### WHAT YOU ARE ASKED TO DO
Two lines in the data below mark the range: the one with "pub fn new(config: OmsConfig)" and the one with "if state.orders.len() >= self.config.max_orders". Return both, along with every line between them, exactly.

[Dataset entries]
===
impl OrderManager {
    pub fn new(config: OmsConfig) -> Self {
        Self {
            state: RwLock::new(OmsState::new()),
            handlers: RwLock::new(Vec::new()),
            config,
            cleanup_running: Arc::new(AtomicBool::new(false)),
        }
    }

    pub fn register_handler(&self, handler: Arc<dyn OrderEventHandler>) {
        self.handlers.write().push(handler);
    }

    fn dispatch(&self, events: Vec<PendingEvent>) {
        if events.is_empty() {
            return;
        }
        let handlers = self.handlers.read();
        for event in events {
            for handler in handlers.iter() {
                match &event {
                    PendingEvent::Fill(order, fill) => {
                        std::panic::catch_unwind(std::panic::AssertUnwindSafe(|| {
                            handler.on_fill(order, fill)
                        }))
                        .unwrap_or_else(|_| warn!("order event handler panicked on_fill"));
                    }
                    PendingEvent::StatusChange(order, old, new) => {
                        std::panic::catch_unwind(std::panic::AssertUnwindSafe(|| {
                            handler.on_status_change(order, *old, *new)
                        }))
                        .unwrap_or_else(|_| warn!("order event handler panicked on_status_change"));
                    }
                }
            }
        }
    }

    /// Track a newly built order. reject if at capacity, reject
    /// on duplicate id. Emits no event.
    pub fn submit(&self, order: Order) -> CoreResult<OrderId> {
        let mut state = self.state.write();
        if state.orders.len() >= self.config.max_orders {
            return Err(CoreError::CapacityExceeded {
                active: state.orders.len(),
                max: self.config.max_orders,
            });
        }
        if state.orders.contains_key(&order.id) {
            return Err(CoreError::already_exists(format!("order {} already tracked", order.id)));
        }

        let id = order.id;
        let status = order.status;
        state.orders.insert(id, order);
        state.index(id, status);
        Ok(id)
    }

    /// Append a fill, recompute `filled_qty`/`avg_fill_price`, and transition
    /// to `Filled` or `PartiallyFilled`. History is truncated to
    /// `max_history_per_order`, dropping the oldest fill.
    pub fn process_fill(&self, fill: OrderFill) -> CoreResult<()> {
        fill.validate()?;

        let mut events = Vec::new();
        {
            let mut state = self.state.write();
            let order = state
                .orders
                .get_mut(&fill.order_id)
                .ok_or_else(|| CoreError::not_found(format!("order {} not tracked", fill.order_id)))?;

            if order.status.is_terminal() {
                return Err(CoreError::invalid_state(format!(
                    "order {} is in terminal status {:?}",
                    order.id, order.status
                )));
            }

            let old_status = order.status;
            order.apply_fill(fill.clone())?;

            if order.fills.len() > self.config.max_history_per_order {
                let drop = order.fills.len() - self.config.max_history_per_order;
                order.fills.drain(0..drop);
            }

            let new_status = if order.is_fully_filled() {
                OrderStatus::Filled
            } else {
                OrderStatus::PartiallyFilled
            };

            if !is_valid_transition(old_status, new_status) && old_status != new_status {
                return Err(CoreError::invalid_state(format!(
                    "fill would move order {} from {:?} to {:?}, not a permitted transition",
                    order.id, old_status, new_status
                )));
            }

            order.status = new_status;
            state.deindex(order.id, old_status);
            state.index(order.id, new_status);

            let snapshot = order.clone();
            events.push(PendingEvent::Fill(snapshot.clone(), fill));
            if old_status != new_status {
                events.push(PendingEvent::StatusChange(snapshot, old_status, new_status));
            }
        }
        self.dispatch(events);
        Ok(())
    }

    pub fn process_reject(&self, id: OrderId, reason: impl Into<String>) -> CoreResult<()> {
        let reason = reason.into();
        let event = {
            let mut state = self.state.write();
            let order = state
                .orders
                .get_mut(&id)
                .ok_or_else(|| CoreError::not_found(format!("order {} not tracked", id)))?;

            let old_status = order.status;
            if !is_valid_transition(old_status, OrderStatus::Rejected) {
                return Err(CoreError::invalid_state(format!(
                    "cannot reject order {} from status {:?}: {}",
                    id, old_status, reason
                )));
            }
            order.status = OrderStatus::Rejected;
            state.deindex(id, old_status);
            state.index(id, OrderStatus::Rejected);
            PendingEvent::StatusChange(order.clone(), old_status, OrderStatus::Rejected)
        };
        self.dispatch(vec![event]);
        Ok(())
    }

    /// Move an order to `new` status if the transition table permits it
    ///. Emits a status event.
    pub fn update_status(&self, id: OrderId, new: OrderStatus, now: i64) -> CoreResult<()> {
        let event = {
            let mut state = self.state.write();
            let order = state
                .orders
                .get_mut(&id)
                .ok_or_else(|| CoreError::not_found(format!("order {} not tracked", id)))?;

            let old = order.status;
            if !is_valid_transition(old, new) {
                return Err(CoreError::invalid_state(format!(
                    "transition {:?} -> {:?} is not permitted for order {}",
                    old, new, id
                )));
            }

            order.status = new;
            order.updated_at = now;
            match new {
                OrderStatus::Filled => order.filled_at = Some(now),
                OrderStatus::Cancelled => order.cancelled_at = Some(now),
                OrderStatus::Submitted => order.submitted_at = Some(now),
                _ => {}
            }

            state.deindex(id, old);
            state.index(id, new);
            PendingEvent::StatusChange(order.clone(), old, new)
        };
        self.dispatch(vec![event]);
        Ok(())
    }

    /// A pure predicate over the transition table; does not mutate state.
    pub fn validate_transition(&self, id: OrderId, new: OrderStatus) -> CoreResult<bool> {
        let state = self.state.read();
        let order = state
            .orders
            .get(&id)
            .ok_or_else(|| CoreError::not_found(format!("order {} not tracked", id)))?;
        Ok(is_valid_transition(order.status, new))
    }

    pub fn get(&self, id: OrderId) -> Option<Order> {
        self.state.read().orders.get(&id).cloned()
    }

    pub fn get_by_status(&self, status: OrderStatus) -> Vec<Order> {
        let state = self.state.read();
        match state.by_status.get(&status) {
            Some(ids) => ids.iter().filter_map(|id| state.orders.get(id).cloned()).collect(),
            None => Vec::new(),
        }
    }

    pub fn len(&self) -> usize {
        self.state.read().orders.len()
    }

    pub fn is_empty(&self) -> bool {
        self.len() == 0
    }

    /// Remove terminal orders whose `updated_at` is older than `now -
    /// retention`, reclaiming their map slot. `updated_at` is nanoseconds
    /// since the epoch, same units as `retention`.
    pub fn sweep_terminal_orders(&self, now_nanos: i64, retention: Duration) -> usize {
        let cutoff = now_nanos.saturating_sub(retention.as_nanos() as i64);
        let mut state = self.state.write();
        let stale: Vec<OrderId> = state
            .orders
            .values()
            .filter(|o| o.status.is_terminal() && o.updated_at < cutoff)
            .map(|o| o.id)
            .collect();

        for id in &stale {
            if let Some(order) = state.orders.remove(id) {
                state.deindex(*id, order.status);
            }
        }
        stale.len()
    }

    /// Spawn a background thread that periodically calls
    /// [`sweep_terminal_orders`](Self::sweep_terminal_orders). Returns a
    /// handle whose `JoinHandle` is dropped when the manager is dropped; the
    /// loop itself exits once `stop_cleanup` flips the running flag.
    pub fn start_cleanup_loop(self: &Arc<Self>, interval: Duration) -> thread::JoinHandle<()> {
        self.cleanup_running.store(true, Ordering::SeqCst);
        let manager = Arc::clone(self);
        let running = Arc::clone(&self.cleanup_running);
        let retention = self.config.cleanup_retention;

        thread::spawn(move || {
            while running.load(Ordering::SeqCst) {
                thread::sleep(interval);
                if !running.load(Ordering::SeqCst) {
                    break;
                }
                let now = now_unix_nanos();
                let swept = manager.sweep_terminal_orders(now, retention);
                if swept > 0 {
                    tracing::debug!(swept, "oms cleanup loop reclaimed terminal orders");
                }
            }
        })
    }

    pub fn stop_cleanup(&self) {
        self.cleanup_running.store(false, Ordering::SeqCst);
    }
}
===
### REPLY TO THE EXERCISE
    pub fn new(config: OmsConfig) -> Self {
        Self {
            state: RwLock::new(OmsState::new()),
            handlers: RwLock::new(Vec::new()),
            config,
            cleanup_running: Arc::new(AtomicBool::new(false)),
        }
    }

    pub fn register_handler(&self, handler: Arc<dyn OrderEventHandler>) {
        self.handlers.write().push(handler);
    }

    fn dispatch(&self, events: Vec<PendingEvent>) {
        if events.is_empty() {
            return;
        }
        let handlers = self.handlers.read();
        for event in events {
            for handler in handlers.iter() {
                match &event {
                    PendingEvent::Fill(order, fill) => {
                        std::panic::catch_unwind(std::panic::AssertUnwindSafe(|| {
                            handler.on_fill(order, fill)
                        }))
                        .unwrap_or_else(|_| warn!("order event handler panicked on_fill"));
                    }
                    PendingEvent::StatusChange(order, old, new) => {
                        std::panic::catch_unwind(std::panic::AssertUnwindSafe(|| {
                            handler.on_status_change(order, *old, *new)
                        }))
                        .unwrap_or_else(|_| warn!("order event handler panicked on_status_change"));
                    }
                }
            }
        }
    }

    /// Track a newly built order. reject if at capacity, reject
    /// on duplicate id. Emits no event.
    pub fn submit(&self, order: Order) -> CoreResult<OrderId> {
        let mut state = self.state.write();
        if state.orders.len() >= self.config.max_orders {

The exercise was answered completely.